### [Task to carry out]
Each line that holds the word "found" counts once; give the total for the records below and nothing else.

### [Entries supplied]
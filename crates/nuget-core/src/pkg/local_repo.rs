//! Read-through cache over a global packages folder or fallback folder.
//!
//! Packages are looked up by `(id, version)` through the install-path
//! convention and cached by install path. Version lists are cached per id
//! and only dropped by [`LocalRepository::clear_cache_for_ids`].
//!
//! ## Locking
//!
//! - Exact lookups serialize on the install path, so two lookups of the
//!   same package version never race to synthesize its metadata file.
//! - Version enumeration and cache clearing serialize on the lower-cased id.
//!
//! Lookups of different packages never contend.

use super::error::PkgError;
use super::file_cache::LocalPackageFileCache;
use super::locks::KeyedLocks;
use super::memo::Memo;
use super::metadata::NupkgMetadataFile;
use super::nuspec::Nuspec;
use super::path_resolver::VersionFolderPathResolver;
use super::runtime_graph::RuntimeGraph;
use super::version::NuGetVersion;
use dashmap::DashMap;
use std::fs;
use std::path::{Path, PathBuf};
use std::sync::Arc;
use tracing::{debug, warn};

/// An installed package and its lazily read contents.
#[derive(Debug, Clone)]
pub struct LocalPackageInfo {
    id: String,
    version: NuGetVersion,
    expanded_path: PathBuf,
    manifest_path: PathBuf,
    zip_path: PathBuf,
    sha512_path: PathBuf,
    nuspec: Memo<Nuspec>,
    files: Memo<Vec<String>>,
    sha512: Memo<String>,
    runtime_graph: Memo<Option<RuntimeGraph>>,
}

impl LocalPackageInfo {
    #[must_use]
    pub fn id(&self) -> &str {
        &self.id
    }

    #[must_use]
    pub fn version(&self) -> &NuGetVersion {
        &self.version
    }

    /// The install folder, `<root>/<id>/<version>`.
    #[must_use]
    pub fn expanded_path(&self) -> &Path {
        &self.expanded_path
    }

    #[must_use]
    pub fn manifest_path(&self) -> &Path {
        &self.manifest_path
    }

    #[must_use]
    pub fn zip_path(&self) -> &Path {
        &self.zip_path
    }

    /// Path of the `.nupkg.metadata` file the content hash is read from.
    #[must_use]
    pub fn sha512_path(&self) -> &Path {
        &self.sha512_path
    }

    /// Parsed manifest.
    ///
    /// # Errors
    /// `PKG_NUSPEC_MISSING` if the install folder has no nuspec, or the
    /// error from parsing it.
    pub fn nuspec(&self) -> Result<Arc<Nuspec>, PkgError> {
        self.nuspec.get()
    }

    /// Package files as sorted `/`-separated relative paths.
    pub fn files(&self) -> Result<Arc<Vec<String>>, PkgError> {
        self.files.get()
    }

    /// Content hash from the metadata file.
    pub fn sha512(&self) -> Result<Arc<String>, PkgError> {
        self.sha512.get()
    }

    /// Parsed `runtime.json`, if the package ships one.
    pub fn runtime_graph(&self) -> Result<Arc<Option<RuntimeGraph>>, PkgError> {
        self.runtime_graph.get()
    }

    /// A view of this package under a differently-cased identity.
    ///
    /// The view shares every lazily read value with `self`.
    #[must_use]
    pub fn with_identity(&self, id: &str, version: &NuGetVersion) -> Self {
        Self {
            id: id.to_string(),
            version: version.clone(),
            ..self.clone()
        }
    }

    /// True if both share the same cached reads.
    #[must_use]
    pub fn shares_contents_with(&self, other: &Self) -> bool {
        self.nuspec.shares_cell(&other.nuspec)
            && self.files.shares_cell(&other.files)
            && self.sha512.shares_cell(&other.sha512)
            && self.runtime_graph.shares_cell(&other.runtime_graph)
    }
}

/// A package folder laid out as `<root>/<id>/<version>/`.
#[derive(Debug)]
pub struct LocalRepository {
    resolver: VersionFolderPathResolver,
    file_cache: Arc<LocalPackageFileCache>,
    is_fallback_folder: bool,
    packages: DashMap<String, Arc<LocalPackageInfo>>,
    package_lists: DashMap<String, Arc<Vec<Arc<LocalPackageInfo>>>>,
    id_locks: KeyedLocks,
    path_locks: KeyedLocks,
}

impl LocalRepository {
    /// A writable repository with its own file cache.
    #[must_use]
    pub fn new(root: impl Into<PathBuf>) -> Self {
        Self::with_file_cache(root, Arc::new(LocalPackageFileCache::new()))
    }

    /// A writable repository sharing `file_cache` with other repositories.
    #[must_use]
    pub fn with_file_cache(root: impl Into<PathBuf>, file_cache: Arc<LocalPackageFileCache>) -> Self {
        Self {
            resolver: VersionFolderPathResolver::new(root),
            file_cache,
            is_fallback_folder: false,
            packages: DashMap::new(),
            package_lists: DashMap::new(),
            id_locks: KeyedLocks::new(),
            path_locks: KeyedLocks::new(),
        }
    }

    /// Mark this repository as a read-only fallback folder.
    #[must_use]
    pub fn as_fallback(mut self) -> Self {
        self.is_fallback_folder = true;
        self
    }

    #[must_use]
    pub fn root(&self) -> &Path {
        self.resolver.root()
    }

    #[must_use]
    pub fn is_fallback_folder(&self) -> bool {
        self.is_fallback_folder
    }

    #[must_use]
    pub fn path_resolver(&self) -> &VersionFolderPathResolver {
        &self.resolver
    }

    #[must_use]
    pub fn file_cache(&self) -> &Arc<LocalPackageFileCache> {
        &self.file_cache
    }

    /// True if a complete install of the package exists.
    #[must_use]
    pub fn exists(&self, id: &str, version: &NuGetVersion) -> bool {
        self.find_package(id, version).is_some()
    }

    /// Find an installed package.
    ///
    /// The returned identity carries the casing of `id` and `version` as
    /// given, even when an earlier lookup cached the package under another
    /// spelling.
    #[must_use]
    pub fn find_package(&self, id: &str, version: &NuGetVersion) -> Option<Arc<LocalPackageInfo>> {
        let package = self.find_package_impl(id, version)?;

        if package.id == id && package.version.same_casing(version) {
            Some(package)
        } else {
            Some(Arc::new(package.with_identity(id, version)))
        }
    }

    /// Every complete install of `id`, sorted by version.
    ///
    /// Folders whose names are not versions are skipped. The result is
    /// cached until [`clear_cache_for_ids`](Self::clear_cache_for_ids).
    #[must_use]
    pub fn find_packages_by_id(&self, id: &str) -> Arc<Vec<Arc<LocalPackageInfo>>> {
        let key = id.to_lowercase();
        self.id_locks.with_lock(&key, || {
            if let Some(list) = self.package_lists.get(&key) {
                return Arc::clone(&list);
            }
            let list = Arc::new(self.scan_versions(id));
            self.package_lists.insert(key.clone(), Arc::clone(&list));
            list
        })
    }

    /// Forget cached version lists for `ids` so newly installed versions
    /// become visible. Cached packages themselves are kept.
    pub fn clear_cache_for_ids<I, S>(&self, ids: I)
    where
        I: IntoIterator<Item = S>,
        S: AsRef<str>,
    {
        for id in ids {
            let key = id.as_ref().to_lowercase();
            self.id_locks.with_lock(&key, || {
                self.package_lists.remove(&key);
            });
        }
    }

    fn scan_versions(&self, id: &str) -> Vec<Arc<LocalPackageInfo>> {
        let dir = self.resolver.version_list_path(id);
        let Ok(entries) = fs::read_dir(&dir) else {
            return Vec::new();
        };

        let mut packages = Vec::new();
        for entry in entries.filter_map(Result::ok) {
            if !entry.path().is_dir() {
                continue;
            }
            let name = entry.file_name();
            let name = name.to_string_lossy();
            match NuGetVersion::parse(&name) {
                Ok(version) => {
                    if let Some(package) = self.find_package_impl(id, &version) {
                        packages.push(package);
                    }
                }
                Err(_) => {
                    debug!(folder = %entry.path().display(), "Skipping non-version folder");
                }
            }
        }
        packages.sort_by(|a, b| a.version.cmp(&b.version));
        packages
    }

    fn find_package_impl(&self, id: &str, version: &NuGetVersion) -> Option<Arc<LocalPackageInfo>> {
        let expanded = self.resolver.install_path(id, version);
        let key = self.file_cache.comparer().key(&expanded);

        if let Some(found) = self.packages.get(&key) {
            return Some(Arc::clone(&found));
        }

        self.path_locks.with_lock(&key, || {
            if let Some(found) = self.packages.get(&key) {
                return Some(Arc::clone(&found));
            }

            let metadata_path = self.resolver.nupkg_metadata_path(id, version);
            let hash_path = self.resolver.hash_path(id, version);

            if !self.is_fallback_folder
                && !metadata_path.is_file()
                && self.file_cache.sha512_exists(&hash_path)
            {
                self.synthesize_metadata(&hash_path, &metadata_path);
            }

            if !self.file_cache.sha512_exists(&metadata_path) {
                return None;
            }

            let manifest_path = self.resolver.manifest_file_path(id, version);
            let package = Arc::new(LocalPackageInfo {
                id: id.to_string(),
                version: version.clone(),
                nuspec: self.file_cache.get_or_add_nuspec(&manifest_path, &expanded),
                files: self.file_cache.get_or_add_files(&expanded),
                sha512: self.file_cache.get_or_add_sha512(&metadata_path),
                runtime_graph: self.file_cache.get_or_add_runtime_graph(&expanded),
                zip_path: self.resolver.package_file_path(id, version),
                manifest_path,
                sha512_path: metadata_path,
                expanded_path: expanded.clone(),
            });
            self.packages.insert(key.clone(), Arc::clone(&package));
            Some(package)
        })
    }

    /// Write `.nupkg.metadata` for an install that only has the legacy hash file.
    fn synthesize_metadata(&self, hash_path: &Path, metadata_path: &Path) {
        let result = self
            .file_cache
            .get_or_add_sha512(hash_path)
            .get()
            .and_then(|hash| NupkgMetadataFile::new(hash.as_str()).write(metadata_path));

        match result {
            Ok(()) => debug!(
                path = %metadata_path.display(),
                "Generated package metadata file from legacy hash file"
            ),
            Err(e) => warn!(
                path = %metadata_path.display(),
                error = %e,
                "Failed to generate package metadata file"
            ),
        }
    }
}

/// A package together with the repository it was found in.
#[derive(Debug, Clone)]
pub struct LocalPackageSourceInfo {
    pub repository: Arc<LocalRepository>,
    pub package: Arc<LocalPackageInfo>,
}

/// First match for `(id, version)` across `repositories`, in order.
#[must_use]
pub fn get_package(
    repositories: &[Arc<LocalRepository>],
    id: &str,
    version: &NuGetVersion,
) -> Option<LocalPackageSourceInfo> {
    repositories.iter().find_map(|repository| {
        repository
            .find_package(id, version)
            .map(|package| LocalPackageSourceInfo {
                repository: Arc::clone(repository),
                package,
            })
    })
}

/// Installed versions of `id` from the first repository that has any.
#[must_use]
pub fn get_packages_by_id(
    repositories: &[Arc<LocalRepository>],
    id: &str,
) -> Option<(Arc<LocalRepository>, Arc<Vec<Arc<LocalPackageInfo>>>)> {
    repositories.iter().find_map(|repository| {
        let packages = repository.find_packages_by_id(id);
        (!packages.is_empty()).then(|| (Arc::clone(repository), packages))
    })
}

### [Task answer]
5